Bankruptcy law made matters worse because airlines were kept operating under bankruptcy court protection, including reducing or eliminating their previous debt burden. Thus, surplus capacity was not eliminated, and, relieved of the cost of debt, the zombie companies tended to price fares aggressively.

  • Fatal crash

In September 20, 1989 an inexperienced pilot overran the runway on take-off at LaGuardia resulting in 21 injuries, 2 deaths, bad publicity and damaged employee morale.

  • Recession

To squeeze inflation in 1989 the Federal Reserve pushed up interest rates resulting in the real estate boom going into reverse and widespread loss of business and consumer confidence, followed by recession.

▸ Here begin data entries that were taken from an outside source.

//! Storage traits for the persisted station set.

use std::sync::Arc;
use std::time::Duration;

use chrono::{DateTime, Utc};

use super::error::StoreError;
use super::model::{ImportMetadata, StationRecord, is_older_than};

/// Storage operations for stations.
pub trait StationRepository: Send + Sync {
    fn get_by_id(&self, id: &str) -> Result<Option<StationRecord>, StoreError>;

    /// Stations whose name contains `query` or whose ID equals it, ordered
    /// by name. Case folding is ASCII-only, so `È` and `è` differ.
    fn search(&self, query: &str) -> Result<Vec<StationRecord>, StoreError>;

    /// Every station, ordered by ID.
    fn list(&self) -> Result<Vec<StationRecord>, StoreError>;

    fn count(&self) -> Result<usize, StoreError>;

    /// Insert or replace by ID.
    fn upsert(&self, station: &StationRecord) -> Result<(), StoreError>;

    /// Insert or replace a batch, returning each station's outcome in order.
    /// `Err` means the batch as a whole could not be written.
    fn upsert_many(
        &self,
        stations: &[StationRecord],
    ) -> Result<Vec<Result<(), StoreError>>, StoreError> {
        Ok(stations.iter().map(|s| self.upsert(s)).collect())
    }
}

/// Import bookkeeping, one row per entity type.
pub trait ImportMetadataRepository: Send + Sync {
    fn get_metadata(&self, entity_type: &str) -> Result<Option<ImportMetadata>, StoreError>;

    fn upsert_metadata(&self, meta: &ImportMetadata) -> Result<(), StoreError>;

    /// True when nothing was ever imported or the last import is older
    /// than `max_age`.
    fn should_refresh(
        &self,
        entity_type: &str,
        max_age: Duration,
        now: DateTime<Utc>,
    ) -> Result<bool, StoreError> {
        Ok(match self.get_metadata(entity_type)? {
            None => true,
            Some(meta) => is_older_than(meta.last_import, max_age, now),
        })
    }
}

/// Run a store call on the blocking pool so it never holds an executor
/// thread.
pub(crate) async fn blocking<S, T, F>(store: &Arc<S>, f: F) -> Result<T, StoreError>
where
    S: Send + Sync + 'static,
    T: Send + 'static,
    F: FnOnce(&S) -> Result<T, StoreError> + Send + 'static,
{
    let store = Arc::clone(store);
    tokio::task::spawn_blocking(move || f(&store)).await?
}
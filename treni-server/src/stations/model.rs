//! Station records and import bookkeeping.

use std::fmt;
use std::str::FromStr;
use std::time::Duration;

use chrono::{DateTime, TimeDelta, Utc};
use serde::{Deserialize, Serialize};

use crate::viaggiatreno::{RegionStation, StationMatch};

/// A station as held by the persisted store and the live source.
///
/// `id` is the canonical identity (e.g. `S01700`).
#[derive(Debug, Clone, PartialEq, Serialize, Deserialize)]
pub struct StationRecord {
    pub id: String,
    pub name: String,
    /// Region code, `0` when unknown.
    pub region: i32,
    pub latitude: f64,
    pub longitude: f64,
    pub updated_at: DateTime<Utc>,
}

impl StationRecord {
    /// Record from an autocomplete match (no region or coordinates).
    pub fn from_match(m: &StationMatch, now: DateTime<Utc>) -> Self {
        Self {
            id: m.id.clone(),
            name: m.name.clone(),
            region: 0,
            latitude: 0.0,
            longitude: 0.0,
            updated_at: now,
        }
    }

    /// Record from a regional station listing.
    pub fn from_region(rs: &RegionStation, now: DateTime<Utc>) -> Self {
        Self {
            id: rs.id.clone(),
            name: rs.name().to_string(),
            region: rs.region,
            latitude: rs.latitude,
            longitude: rs.longitude,
            updated_at: now,
        }
    }
}

/// Where a response came from and how old it is.
///
/// Computed per response, never stored.
#[derive(Debug, Clone, PartialEq, Serialize)]
pub struct DataFreshness {
    /// Name of the data source that answered.
    pub source: String,
    pub last_updated: DateTime<Utc>,
    pub is_stale: bool,
}

impl DataFreshness {
    pub fn new(
        source: &str,
        last_updated: DateTime<Utc>,
        staleness_age: Duration,
        now: DateTime<Utc>,
    ) -> Self {
        Self {
            source: source.to_string(),
            last_updated,
            is_stale: is_older_than(last_updated, staleness_age, now),
        }
    }
}

/// `now - then > age`, saturating for ages chrono cannot represent.
pub(crate) fn is_older_than(then: DateTime<Utc>, age: Duration, now: DateTime<Utc>) -> bool {
    match TimeDelta::from_std(age) {
        Ok(age) => now.signed_duration_since(then) > age,
        Err(_) => false,
    }
}

/// Outcome of a bulk import.
#[derive(Debug, Clone, Copy, PartialEq, Eq, Serialize, Deserialize)]
#[serde(rename_all = "snake_case")]
pub enum ImportStatus {
    InProgress,
    Success,
    PartialFailure,
}

impl ImportStatus {
    pub fn as_str(self) -> &'static str {
        match self {
            ImportStatus::InProgress => "in_progress",
            ImportStatus::Success => "success",
            ImportStatus::PartialFailure => "partial_failure",
        }
    }
}

impl fmt::Display for ImportStatus {
    fn fmt(&self, f: &mut fmt::Formatter<'_>) -> fmt::Result {
        f.write_str(self.as_str())
    }
}

impl FromStr for ImportStatus {
    type Err = String;

    fn from_str(s: &str) -> Result<Self, Self::Err> {
        match s {
            "in_progress" => Ok(ImportStatus::InProgress),
            "success" => Ok(ImportStatus::Success),
            "partial_failure" => Ok(ImportStatus::PartialFailure),
            other => Err(format!("unknown import status: {other}")),
        }
    }
}

/// Last import of one entity type. One row per entity type.
#[derive(Debug, Clone, PartialEq, Serialize, Deserialize)]
pub struct ImportMetadata {
    pub entity_type: String,
    pub last_import: DateTime<Utc>,
    pub record_count: usize,
    pub duration_ms: i64,
    pub status: ImportStatus,
    pub error_message: Option<String>,
}

#[cfg(test)]
mod tests {
    use super::*;
    use chrono::TimeZone;

    #[test]
    fn freshness_staleness() {
        let now = Utc.with_ymd_and_hms(2024, 3, 15, 12, 0, 0).unwrap();
        let week = Duration::from_secs(7 * 24 * 3600);

        let fresh = DataFreshness::new("store", now - TimeDelta::days(1), week, now);
        assert!(!fresh.is_stale);
        assert_eq!(fresh.source, "store");

        let stale = DataFreshness::new("store", now - TimeDelta::days(8), week, now);
        assert!(stale.is_stale);
    }

    #[test]
    fn exact_age_is_not_stale() {
        let now = Utc.with_ymd_and_hms(2024, 3, 15, 12, 0, 0).unwrap();
        let then = now - TimeDelta::hours(1);
        assert!(!is_older_than(then, Duration::from_secs(3600), now));
        assert!(is_older_than(then, Duration::from_secs(3599), now));
    }

    #[test]
    fn import_status_strings() {
        for status in [
            ImportStatus::InProgress,
            ImportStatus::Success,
            ImportStatus::PartialFailure,
        ] {
            assert_eq!(status.as_str().parse::<ImportStatus>(), Ok(status));
        }
        assert!("done".parse::<ImportStatus>().is_err());
    }

    #[test]
    fn record_from_region_listing() {
        let rs: RegionStation = serde_json::from_str(
            r#"{"codiceStazione": "S08409", "lat": 41.9, "lon": 12.5, "codReg": 5,
                "localita": {"nomeLungo": "ROMA TERMINI"}}"#,
        )
        .unwrap();
        let now = Utc::now();
        let record = StationRecord::from_region(&rs, now);

        assert_eq!(record.id, "S08409");
        assert_eq!(record.name, "ROMA TERMINI");
        assert_eq!(record.region, 5);
        assert_eq!(record.updated_at, now);
    }
}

The poor outlook was worsened by a more than doubling of oil prices following Iraq’s invasion of Kuwait August 2, 1990. The combination of higher fuel costs and slackened consumer demand was a dreadful mix.  Recently added airline capacity was met with little or no growth in demand resulting in carriers facing the dilemma of flying empty or battling to fill seats with discounted fares.

USAir cut its workforce by 7% (3,585 people) and implemented other cost savings but still it racked up loses both in 1989 ($63m) and in 1990 ($454m). Of course, common stock nosedived, all the way to $14.

Despite the troubled first year Buffett, writing in February 1991, was convinced that “our investment should work out all right” but he acknowledged it was less secure than at the time he made it.